Pelin Sağlam: Bu soruyu pandemi dönemi dışında cevaplamak gerekiyor sanırım. Normalde Ankara’daki maçlarda maraton 304 bloğun en üst kısmında yerimizi alırız. Maçın ardından Kızılay’da bir mekana gider, akşamı maç hakkında konuşarak geçiririz. Deplasman maçlarını da birlikte izler, yine maç sonunda birlikte oluruz. Alkaralar, her maç sonu canlı yayınlar yapar. Bu yayınlarda teknik, taktik ve kulüpten haberler konuşulur. Pandemi sürecinde de bu yayınları devam ettiriyoruz. Bazen bu yayınlarda kamera önünde bazen de kamera arkasında yer alıyoruz. Genel olarak sosyal medyada aktif taraftarlarız, bireysel paylaşımlar yaptığımız gibi, haber amacı taşıyan içerikler de üretiyoruz. Özellikle pandemi sürecinde Alkaralar Youtube kanalı üzerinden çeşitli konularda yayınlar yapıldı, bazen akademik bazen eğlence amaçlı içerikler üretildi. Mesela bunlardan biri benim hazırladığım taraftar tişörtü tasarlama videosuydu, bu videonun yayına hazır hale getirilmesinde yine taraftar arkadaşlarım yardım etti. Genel olarak böyle geçiyor.

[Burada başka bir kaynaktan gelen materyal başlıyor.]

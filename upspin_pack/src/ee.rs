//! The `ee` packing: end-to-end encryption with per-reader key wrapping.
//!
//! Blocks are sealed with XChaCha20-Poly1305 under a random 32-byte data
//! key. The data key is wrapped once per authorized reader: an ephemeral
//! ECDH agreement against the reader's public key yields a wrapping key,
//! and the wrap record carries the reader's key hash so readers find their
//! slot without trial decryption. The writer always wraps for themselves.

use bytes::Bytes;
use chacha20poly1305::aead::Aead;
use chacha20poly1305::{KeyInit, XChaCha20Poly1305};
use rand::RngCore;
use zeroize::Zeroize;

use upspin_core::entry::{DirBlock, DirEntry, Packing};
use upspin_core::{Error, Kind, Result};
use upspin_factotum::{Factotum, PublicKey, dir_entry_hash, ephemeral_ecdh};

use crate::wire::{self, EeBlockData, EeEntryData, WireSig, WrappedKey};
use crate::{BlockPacker, BlockUnpacker, Packer, cipher_sum, verify_error};

pub struct EePack;

const WRAP_CONTEXT: &str = "upspin ee wrap";

fn block_sum(block: &DirBlock) -> Result<[u8; 32]> {
    let data: EeBlockData = wire::decode(&block.packdata)?;
    Ok(data.sum)
}

fn entry_hash(entry: &DirEntry, dkey: &[u8; 32], sum: &[u8; 32]) -> [u8; 32] {
    dir_entry_hash(
        &entry.signed_name,
        entry.link.as_ref(),
        entry.attr,
        entry.packing,
        entry.time,
        dkey,
        sum,
    )
}

fn random_nonce() -> [u8; 24] {
    let mut nonce = [0u8; 24];
    rand::rngs::OsRng.fill_bytes(&mut nonce);
    nonce
}

/// Wraps `dkey` for one reader.
fn wrap(reader: &PublicKey, dkey: &[u8; 32]) -> Result<WrappedKey> {
    let (ephemeral, shared) = ephemeral_ecdh(reader)?;
    let mut wrap_key = blake3::derive_key(WRAP_CONTEXT, &shared);
    let cipher = XChaCha20Poly1305::new((&wrap_key).into());
    let nonce = random_nonce();
    let sealed = cipher
        .encrypt((&nonce).into(), dkey.as_slice())
        .map_err(|_| Error::new(Kind::Internal).msg("key wrap failed"))?;
    wrap_key.zeroize();
    Ok(WrappedKey {
        key_hash: reader.key_hash(),
        ephemeral,
        nonce,
        sealed,
    })
}

/// Unwraps one slot with the private half held by `factotum`.
fn unwrap(factotum: &Factotum, wrapped: &WrappedKey) -> Result<[u8; 32]> {
    let shared = factotum.ecdh(&wrapped.ephemeral)?;
    let mut wrap_key = blake3::derive_key(WRAP_CONTEXT, &shared);
    let cipher = XChaCha20Poly1305::new((&wrap_key).into());
    let opened = cipher
        .decrypt((&wrapped.nonce).into(), wrapped.sealed.as_slice())
        .map_err(|_| Error::new(Kind::CannotDecrypt).msg("cannot unwrap data key"));
    wrap_key.zeroize();
    let opened = opened?;
    let dkey: [u8; 32] = opened
        .as_slice()
        .try_into()
        .map_err(|_| Error::new(Kind::CannotDecrypt).msg("unwrapped key has wrong size"))?;
    Ok(dkey)
}

/// Finds the wrap slot this factotum can open: the one matching its
/// current key, or its previous key after a rotation.
fn unwrap_for_self(factotum: &Factotum, wraps: &[WrappedKey]) -> Result<[u8; 32]> {
    let mut hashes = vec![(factotum.clone(), factotum.public_key().key_hash())];
    let popped = factotum.pop();
    if popped.public_key() != factotum.public_key() {
        let hash = popped.public_key().key_hash();
        hashes.push((popped, hash));
    }
    for (holder, hash) in &hashes {
        if let Some(wrapped) = wraps.iter().find(|w| w.key_hash == *hash) {
            return unwrap(holder, wrapped);
        }
    }
    Err(Error::new(Kind::CannotDecrypt).msg("no wrapped key for user"))
}

fn verify_entry(
    entry: &DirEntry,
    data: &EeEntryData,
    dkey: &[u8; 32],
    key: &PublicKey,
) -> Result<()> {
    let sum = cipher_sum(&entry.blocks, block_sum)?;
    if sum != data.cipher_sum {
        return Err(verify_error(entry).msg("block digest does not match signed digest"));
    }
    let hash = entry_hash(entry, dkey, &sum);
    let sig = upspin_core::Signature::from(&data.sig);
    if key.verify(&hash, &sig).is_ok() {
        return Ok(());
    }
    if let Some(sig2) = &data.sig2 {
        let sig2 = upspin_core::Signature::from(sig2);
        if key.verify(&hash, &sig2).is_ok() {
            return Ok(());
        }
    }
    Err(verify_error(entry))
}

struct EeBlockPacker {
    factotum: Factotum,
    cipher: XChaCha20Poly1305,
    dkey: [u8; 32],
}

impl Drop for EeBlockPacker {
    fn drop(&mut self) {
        self.dkey.zeroize();
    }
}

impl BlockPacker for EeBlockPacker {
    fn pack(&mut self, cleartext: &[u8]) -> Result<(Bytes, Vec<u8>)> {
        let nonce = random_nonce();
        let ciphertext = self
            .cipher
            .encrypt((&nonce).into(), cleartext)
            .map_err(|_| Error::new(Kind::Internal).msg("block encryption failed"))?;
        let sum: [u8; 32] = blake3::hash(&ciphertext).into();
        let packdata = wire::to_vec(&EeBlockData { nonce, sum })?;
        Ok((ciphertext.into(), packdata))
    }

    fn close(self: Box<Self>, entry: &mut DirEntry) -> Result<()> {
        let sum = cipher_sum(&entry.blocks, block_sum)?;
        let hash = entry_hash(entry, &self.dkey, &sum);
        let sig = self.factotum.sign(&hash)?;
        // The writer's own slot: without it the entry is unreadable by
        // its creator, which the data model forbids.
        let own = wrap(self.factotum.public_key(), &self.dkey)?;
        entry.packdata = wire::to_vec(&EeEntryData {
            sig: WireSig::from(&sig),
            sig2: None,
            wraps: vec![own],
            cipher_sum: sum,
        })?;
        Ok(())
    }
}

struct EeBlockUnpacker {
    cipher: XChaCha20Poly1305,
}

impl BlockUnpacker for EeBlockUnpacker {
    fn unpack(&mut self, ciphertext: &[u8], block: &DirBlock) -> Result<Bytes> {
        let data: EeBlockData = wire::decode(&block.packdata)?;
        let sum: [u8; 32] = blake3::hash(ciphertext).into();
        if sum != data.sum {
            return Err(Error::new(Kind::Invalid).msg("block does not match its signed hash"));
        }
        let cleartext = self
            .cipher
            .decrypt((&data.nonce).into(), ciphertext)
            .map_err(|_| Error::new(Kind::CannotDecrypt).msg("block decryption failed"))?;
        Ok(cleartext.into())
    }
}

impl Packer for EePack {
    fn packing(&self) -> Packing {
        Packing::Ee
    }

    fn pack(&self, factotum: &Factotum, _entry: &DirEntry) -> Result<Box<dyn BlockPacker>> {
        let mut dkey = [0u8; 32];
        rand::rngs::OsRng.fill_bytes(&mut dkey);
        let cipher = XChaCha20Poly1305::new((&dkey).into());
        Ok(Box::new(EeBlockPacker {
            factotum: factotum.clone(),
            cipher,
            dkey,
        }))
    }

    fn unpack(
        &self,
        factotum: &Factotum,
        writer_key: &PublicKey,
        entry: &DirEntry,
    ) -> Result<Box<dyn BlockUnpacker>> {
        let data: EeEntryData = wire::decode(&entry.packdata)?;
        let mut dkey = unwrap_for_self(factotum, &data.wraps)
            .map_err(|e| e.path(entry.name.clone()))?;
        let verified = verify_entry(entry, &data, &dkey, writer_key);
        let cipher = XChaCha20Poly1305::new((&dkey).into());
        dkey.zeroize();
        verified?;
        Ok(Box::new(EeBlockUnpacker { cipher }))
    }

    fn reader_hashes(&self, packdata: &[u8]) -> Result<Vec<[u8; 32]>> {
        let data: EeEntryData = wire::decode(packdata)?;
        Ok(data.wraps.iter().map(|w| w.key_hash).collect())
    }

    fn share(&self, factotum: &Factotum, readers: &[PublicKey], packdatas: &mut [Option<Vec<u8>>]) {
        for slot in packdatas.iter_mut() {
            let Some(packdata) = slot.take() else {
                continue;
            };
            *slot = rewrap(factotum, readers, &packdata);
        }
    }

    fn countersign(
        &self,
        old_key: &PublicKey,
        factotum: &Factotum,
        entry: &mut DirEntry,
    ) -> Result<()> {
        let mut data: EeEntryData = wire::decode(&entry.packdata)?;
        let mut dkey =
            unwrap_for_self(factotum, &data.wraps).map_err(|e| e.path(entry.name.clone()))?;
        let hash = entry_hash(entry, &dkey, &data.cipher_sum);
        dkey.zeroize();
        if let Some(sig2) = &data.sig2 {
            let sig2 = upspin_core::Signature::from(sig2);
            if factotum.public_key().verify(&hash, &sig2).is_ok() {
                return Ok(()); // Already countersigned under this key.
            }
        }
        let sig = upspin_core::Signature::from(&data.sig);
        old_key
            .verify(&hash, &sig)
            .map_err(|_| verify_error(entry).op("Countersign"))?;
        let sig2 = factotum.sign(&hash)?;
        data.sig2 = Some(WireSig::from(&sig2));
        entry.packdata = wire::to_vec(&data)?;
        Ok(())
    }
}

/// Rewraps one packdata for exactly `readers`. `None` means the factotum
/// holds no key that can open any slot.
fn rewrap(factotum: &Factotum, readers: &[PublicKey], packdata: &[u8]) -> Option<Vec<u8>> {
    let mut data: EeEntryData = wire::decode(packdata).ok()?;
    let mut dkey = unwrap_for_self(factotum, &data.wraps).ok()?;
    let mut wraps: Vec<WrappedKey> = Vec::with_capacity(readers.len());
    for reader in readers {
        let hash = reader.key_hash();
        if wraps.iter().any(|w| w.key_hash == hash) {
            continue; // The slot set is a set; drop duplicates.
        }
        match wrap(reader, &dkey) {
            Ok(w) => wraps.push(w),
            Err(_) => {
                dkey.zeroize();
                return None;
            }
        }
    }
    dkey.zeroize();
    data.wraps = wraps;
    wire::to_vec(&data).ok()
}

#[cfg(test)]
mod tests {
    use super::*;
    use crate::testutil;

    #[test]
    fn writer_round_trip() {
        let f = testutil::factotum(10);
        let mut entry = testutil::entry("ann@example.com/secret", Packing::Ee);
        let stored = testutil::pack_blocks(&f, &mut entry, &[b"block one ", b"block two"]);
        // Ciphertext differs from cleartext and carries the AEAD tag.
        assert_ne!(stored[0].as_ref(), b"block one ");
        assert_eq!(stored[0].len(), b"block one ".len() + 16);
        let got = testutil::unpack_blocks(&f, f.public_key(), &entry, &stored).unwrap();
        assert_eq!(got, b"block one block two");
        assert_eq!(entry.sequence, 7);
        assert_eq!(entry.time, 1_700_000_000);
    }

    #[test]
    fn unauthorized_reader_has_no_slot() {
        let writer = testutil::factotum(10);
        let reader = testutil::factotum(11);
        let mut entry = testutil::entry("ann@example.com/secret", Packing::Ee);
        let stored = testutil::pack_blocks(&writer, &mut entry, &[b"secret"]);
        let err = testutil::unpack_blocks(&reader, writer.public_key(), &entry, &stored)
            .unwrap_err();
        assert!(err.is(Kind::CannotDecrypt));
        assert!(err.to_string().contains("no wrapped key for user"));
    }

    #[test]
    fn share_grants_and_revokes() {
        let writer = testutil::factotum(10);
        let reader = testutil::factotum(11);
        let mut entry = testutil::entry("ann@example.com/secret", Packing::Ee);
        let stored = testutil::pack_blocks(&writer, &mut entry, &[b"secret"]);

        let packer = EePack;
        let mut slots = vec![Some(entry.packdata.clone())];
        packer.share(
            &writer,
            &[writer.public_key().clone(), reader.public_key().clone()],
            &mut slots,
        );
        entry.packdata = slots[0].take().unwrap();

        let mut hashes = packer.reader_hashes(&entry.packdata).unwrap();
        hashes.sort();
        let mut want = vec![writer.public_key().key_hash(), reader.public_key().key_hash()];
        want.sort();
        assert_eq!(hashes, want);

        let got =
            testutil::unpack_blocks(&reader, writer.public_key(), &entry, &stored).unwrap();
        assert_eq!(got, b"secret");

        // Revocation: rewrap for the writer alone.
        let mut slots = vec![Some(entry.packdata.clone())];
        packer.share(&writer, &[writer.public_key().clone()], &mut slots);
        entry.packdata = slots[0].take().unwrap();
        assert!(
            testutil::unpack_blocks(&reader, writer.public_key(), &entry, &stored).is_err()
        );
    }

    #[test]
    fn share_without_unwrappable_slot_yields_none() {
        let writer = testutil::factotum(10);
        let stranger = testutil::factotum(12);
        let mut entry = testutil::entry("ann@example.com/secret", Packing::Ee);
        testutil::pack_blocks(&writer, &mut entry, &[b"secret"]);

        let packer = EePack;
        let mut slots = vec![Some(entry.packdata.clone())];
        packer.share(&stranger, &[stranger.public_key().clone()], &mut slots);
        assert!(slots[0].is_none());
    }

    #[test]
    fn duplicate_readers_collapse() {
        let writer = testutil::factotum(10);
        let mut entry = testutil::entry("ann@example.com/secret", Packing::Ee);
        testutil::pack_blocks(&writer, &mut entry, &[b"secret"]);
        let packer = EePack;
        let mut slots = vec![Some(entry.packdata.clone())];
        packer.share(
            &writer,
            &[writer.public_key().clone(), writer.public_key().clone()],
            &mut slots,
        );
        let hashes = packer.reader_hashes(slots[0].as_ref().unwrap()).unwrap();
        assert_eq!(hashes.len(), 1);
    }

    #[test]
    fn tampered_ciphertext_detected() {
        let f = testutil::factotum(10);
        let mut entry = testutil::entry("ann@example.com/secret", Packing::Ee);
        let mut stored = testutil::pack_blocks(&f, &mut entry, &[b"secret"]);
        let mut bad = stored[0].to_vec();
        let last = bad.len() - 1;
        bad[last] ^= 1;
        stored[0] = bad.into();
        assert!(testutil::unpack_blocks(&f, f.public_key(), &entry, &stored).is_err());
    }
}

Tribünün Cadısı: Maç günlerinin heyecanı uyandığım anda başlar aslında bende. Annem ve babam için de öyledir. Gün, maça göre planlanr. Eğer iç saha maçıysa, maçtan birkaç saat önce stadın etrafındaki bir kahvecide Gençlerbirliği sayesinde, ve iyi ki, hayatıma giren arkadaşlarımla buluşuruz. Maç saati gelene kadar rakip fark etmeksizin, kendi kendimizi bir şekilde gaza getirir yüzümüzde bir gülümsemeyle stada doğru yol alırız. Grubun yarısı maratonda yarısı kapalı tribünde maç izlemek için dağılır. Ben de genellikle kuzenlerimle ve okuldan arkadaşımla izlerim. Maç çıkışı toplanılan noktalar bellidir. Tribünün bir kısmı dağılır, bir kısım ise kutlama/üzülme seromonisine geçer. Eğer deplasman maçıysa Ankara’da tüm tribünün bildiği ve benimsediği bir mekanda maç öncesi toplanılır. Maç yayını başlar. Bir “Haydi Gençler!” sesi yükselir televizyona en yakın masadan. Hep birlikte yine tek yürek maç izleriz. Masalar arası şakalaşmalar döner, atılan gole beraber sevinir yediğimiz gole beraber üzülürüz. Pandemide en çok özlediğim şeylerden biri de bu ortam oldu.

Ankara taraftarlığından bahsedip bir konuya değinmeden geçmem doğru olmaz diye düşünüyorum. Sporun ve taraftarlığın aslında cinsiyeti olmaz, olmamalıdır. Bunu günümüzde söylüyor olmak fazlasıyla üzücü aslında fakat bir kadın olarak ve maçları dört-beş kişilik kadın grubu içerisinde izleyen biri olarak da şunu söylemek istiyorum, hem birbirimizi tanımanın verdiği güven hem de taraftarımızın sahip olduğu saygı düzeyi sayesinde içimiz çok rahat bir şekilde maç izlemeye gidebiliyoruz. Normalde olması gereken zaten bu olmalı fakat günümüzde bunu söyleyebilmenin değerli olduğunu düşünüyorum. Başka takımların maçlarında yaşanan rahatsız olaylardan haberdar olduğum için sahip olduğumuz bu ayrıcalığın bir gün bütün tribünlerde ve sokaklarda geçerli olmasını umuyorum.

Mücahit Altunok: Maç günleri işe gider gibi erken başlar. Pankartı ve davulu stada getirmekten tutun, öğrenci olan ya da maddi durumu iyi olmayan kişilerin biletlerinin ayarlanmasına kadar bir mesai bekler bizi. Atkı satarız, imkanı olanlar cebinden verir ama herkes içeri girmeden içeri girmeyiz. Bizim için maç günlerinden ibaret değildir tribün. Öğrencilerin derslerine yardımcı olunur, ilerlemek istedikleri alana göre ablaları ve abileri onlara rehberlik eder. Tıraş olacaksam Sincan’da Hüseyin’e giderim. Arabam boyanacaksa adres Yılmaz Abi. Bir organizasyonun var ve meşrubata ihtiyacın varsa Gimat’a Bilal’in yanına. Herkes birbirini bilir ve kimin elinden ne gelirse kardeşlerine yardımcı olur.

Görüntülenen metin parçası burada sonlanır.